(Data for this exercise)
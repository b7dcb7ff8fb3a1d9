//! Core types for the quality engine (on-disk contracts + internal models).

use chrono::{DateTime, FixedOffset};
use serde::{Deserialize, Serialize};
use std::collections::BTreeMap;
use std::fmt;

// ---------------------------------------------------------------------------
// Inbound types (commit table contract: what the extractor writes)
// ---------------------------------------------------------------------------

/// One commit row as produced by the history extractor. Unknown fields are
/// silently ignored.
#[derive(Debug, Clone, PartialEq, Serialize, Deserialize)]
pub struct InboundCommit {
  pub hash: String,
  #[serde(alias = "msg")]
  pub message: String,
  pub author_name: String,
  #[serde(default)]
  pub author_email: String,
  #[serde(default)]
  pub committer_name: String,
  #[serde(default)]
  pub committer_email: String,
  pub author_date: String,
  /// Offset in seconds, as recorded by the extractor.
  #[serde(default)]
  pub author_timezone: i32,
  #[serde(default)]
  pub committer_date: String,
  #[serde(default)]
  pub committer_timezone: i32,
  #[serde(default = "default_true")]
  pub in_main_branch: bool,
  #[serde(default)]
  pub merge: bool,
  #[serde(default)]
  pub modified_files: Vec<String>,
  #[serde(default)]
  pub parents: Vec<String>,
  #[serde(default)]
  pub insertions: u64,
  #[serde(default)]
  pub deletions: u64,
  /// Total changed lines (insertions + deletions).
  #[serde(default)]
  pub lines: u64,
}

fn default_true() -> bool {
  true
}

/// One JSON line for the engine binary: a full commit log for one repository.
#[derive(Debug, Clone, Deserialize)]
pub struct RepositoryCommits {
  pub repository: String,
  pub commits: Vec<InboundCommit>,
}

// ---------------------------------------------------------------------------
// Internal normalized types
// ---------------------------------------------------------------------------

/// Canonical commit after timestamp parsing and title extraction.
#[derive(Debug, Clone)]
pub struct Commit {
  pub hash: String,
  pub author_name: String,
  pub author_email: String,
  pub committer_name: String,
  pub committer_email: String,
  /// `None` when the author timestamp could not be parsed. The row still
  /// counts for every metric that does not need a date.
  pub author_date: Option<DateTime<FixedOffset>>,
  pub author_timezone: i32,
  /// `None` when the committer timestamp was absent or unparsable.
  pub committer_date: Option<DateTime<FixedOffset>>,
  pub committer_timezone: i32,
  pub message: String,
  /// First line of the message.
  pub title: String,
  pub modified_files: Vec<String>,
  pub parents: Vec<String>,
  pub insertions: u64,
  pub deletions: u64,
  pub lines: u64,
}

/// One repository's closed commit log. Rows are not assumed to be in time order.
#[derive(Debug, Clone)]
pub struct CommitTable {
  pub repository: String,
  pub commits: Vec<Commit>,
  /// Rows whose author date could not be parsed.
  pub undated: usize,
}

impl CommitTable {
  pub fn len(&self) -> usize {
    self.commits.len()
  }

  pub fn is_empty(&self) -> bool {
    self.commits.is_empty()
  }

  /// Parsed author timestamps, skipping undated rows.
  pub fn author_dates(&self) -> Vec<DateTime<FixedOffset>> {
    self.commits.iter().filter_map(|c| c.author_date).collect()
  }

  /// Commit count per distinct author name.
  pub fn author_commit_counts(&self) -> BTreeMap<String, u64> {
    let mut counts = BTreeMap::new();
    for c in &self.commits {
      *counts.entry(c.author_name.clone()).or_insert(0) += 1;
    }
    counts
  }
}

// ---------------------------------------------------------------------------
// Per-repository analysis record
// ---------------------------------------------------------------------------

/// One row describing a single repository's history. Keys match the column
/// headers of the summary table so existing stores stay readable.
///
/// `gini` uses the engine's polarity: 1.0 means commits are spread perfectly
/// evenly, values near 0 mean a few authors dominate. Display the textbook
/// coefficient as `1.0 - gini`.
#[derive(Debug, Clone, PartialEq, Serialize, Deserialize)]
pub struct AnalysisRecord {
  #[serde(rename = "Project Name")]
  pub repository: String,
  #[serde(rename = "Project Duration (Years and Months)")]
  pub duration: String,
  #[serde(rename = "Gini Coefficient")]
  pub gini: f64,
  #[serde(rename = "Number of Contributors")]
  pub contributors: u64,
  #[serde(rename = "Average Commits per Day")]
  pub commits_per_day: f64,
  #[serde(rename = "Average Commits per Week", default)]
  pub commits_per_week: f64,
  #[serde(rename = "Average Commits per Month", default)]
  pub commits_per_month: f64,
  #[serde(rename = "Percentage with >= 5 Commits", default)]
  pub percentage_active: f64,
  #[serde(rename = "Average Commit Size")]
  pub average_commit_size: f64,
  #[serde(rename = "Number of Unique Timezones", default)]
  pub unique_timezones: u64,
  #[serde(rename = "Average Title Length", default)]
  pub title_length_score: f64,
  #[serde(rename = "Average Title Ends with Fullstop", default)]
  pub title_fullstop_score: f64,
  #[serde(rename = "Average Title First Character Capital", default)]
  pub title_capital_score: f64,
  #[serde(rename = "Average Score")]
  pub message_score: f64,
}

// ---------------------------------------------------------------------------
// Sub-scores and quality score record
// ---------------------------------------------------------------------------

/// Normalized per-repository sub-scores, in output column order.
#[derive(Debug, Clone, Copy, PartialEq, Eq, PartialOrd, Ord, Hash)]
pub enum SubScore {
  Gini,
  ProjectDuration,
  CommitsPerDay,
  AverageScore,
  Committers,
  CommitSize,
  GiniCommitters,
}

impl SubScore {
  pub const ALL: [SubScore; 7] = [
    SubScore::Gini,
    SubScore::ProjectDuration,
    SubScore::CommitsPerDay,
    SubScore::AverageScore,
    SubScore::Committers,
    SubScore::CommitSize,
    SubScore::GiniCommitters,
  ];

  /// Column header in the quality score table.
  pub fn column(self) -> &'static str {
    match self {
      Self::Gini => "Gini Coefficient",
      Self::ProjectDuration => "Project Duration Score",
      Self::CommitsPerDay => "Normalized Avg Commits/Day",
      Self::AverageScore => "Average Score",
      Self::Committers => "Total Committers",
      Self::CommitSize => "Average Commit Size",
      Self::GiniCommitters => "Gini-Committers Score",
    }
  }

  pub fn from_column(name: &str) -> Option<Self> {
    Self::ALL.iter().copied().find(|s| s.column() == name)
  }

  /// Header of the weighted contribution column.
  pub fn weighted_column(self) -> String {
    format!("{} Weighted", self.column())
  }
}

impl fmt::Display for SubScore {
  fn fmt(&self, f: &mut fmt::Formatter<'_>) -> fmt::Result {
    f.write_str(self.column())
  }
}

/// Final scored row for one repository.
#[derive(Debug, Clone, PartialEq, Serialize, Deserialize)]
pub struct QualityScore {
  #[serde(rename = "Folder Name")]
  pub repository: String,
  #[serde(rename = "Gini Coefficient")]
  pub gini: f64,
  #[serde(rename = "Project Duration Score")]
  pub project_duration: f64,
  #[serde(rename = "Normalized Avg Commits/Day")]
  pub commits_per_day: f64,
  #[serde(rename = "Average Score")]
  pub average_score: f64,
  #[serde(rename = "Total Committers")]
  pub committers: f64,
  #[serde(rename = "Average Commit Size")]
  pub commit_size: f64,
  #[serde(rename = "Gini-Committers Score")]
  pub gini_committers: f64,
  #[serde(rename = "Overall Quality Score")]
  pub overall: f64,
  /// "<column> Weighted" -> sub-score x weight, for weighted columns only.
  #[serde(flatten)]
  pub weighted: BTreeMap<String, f64>,
}

impl QualityScore {
  pub fn sub_score(&self, s: SubScore) -> f64 {
    match s {
      SubScore::Gini => self.gini,
      SubScore::ProjectDuration => self.project_duration,
      SubScore::CommitsPerDay => self.commits_per_day,
      SubScore::AverageScore => self.average_score,
      SubScore::Committers => self.committers,
      SubScore::CommitSize => self.commit_size,
      SubScore::GiniCommitters => self.gini_committers,
    }
  }
}

// ---------------------------------------------------------------------------
// Batch outcomes
// ---------------------------------------------------------------------------

/// Why a repository contributed no record.
#[derive(Debug, Clone, PartialEq, Eq, Serialize)]
#[serde(rename_all = "snake_case", tag = "kind", content = "detail")]
pub enum SkipReason {
  Missing,
  Empty,
  Unparsable(String),
  NoValidCommits,
}

impl fmt::Display for SkipReason {
  fn fmt(&self, f: &mut fmt::Formatter<'_>) -> fmt::Result {
    match self {
      Self::Missing => f.write_str("file not found"),
      Self::Empty => f.write_str("file is empty"),
      Self::Unparsable(e) => write!(f, "unparsable: {}", e),
      Self::NoValidCommits => f.write_str("no commits to analyze"),
    }
  }
}

/// Per-repository result of a batch step: a record, or an explicit skip.
#[derive(Debug, Clone, PartialEq)]
pub enum RepoOutcome<T> {
  Analyzed(T),
  Skipped { repository: String, reason: SkipReason },
}

impl<T> RepoOutcome<T> {
  pub fn skipped(repository: impl Into<String>, reason: SkipReason) -> Self {
    Self::Skipped {
      repository: repository.into(),
      reason,
    }
  }

  pub fn is_skipped(&self) -> bool {
    matches!(self, Self::Skipped { .. })
  }
}

// ---------------------------------------------------------------------------
// CLI stream wrappers
// ---------------------------------------------------------------------------

/// Structured error output for invalid input lines.
#[derive(Debug, Clone, Serialize)]
pub struct ErrorOutput {
  pub error: bool,
  pub message: String,
  #[serde(skip_serializing_if = "Option::is_none")]
  pub field: Option<String>,
}

impl ErrorOutput {
  pub fn new(message: impl Into<String>) -> Self {
    Self {
      error: true,
      message: message.into(),
      field: None,
    }
  }

  pub fn with_field(mut self, field: impl Into<String>) -> Self {
    self.field = Some(field.into());
    self
  }
}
(End Data for this exercise)
• _Task statement_
Tell how many lines above include the word "history". Give the number alone.

• _Task output_
2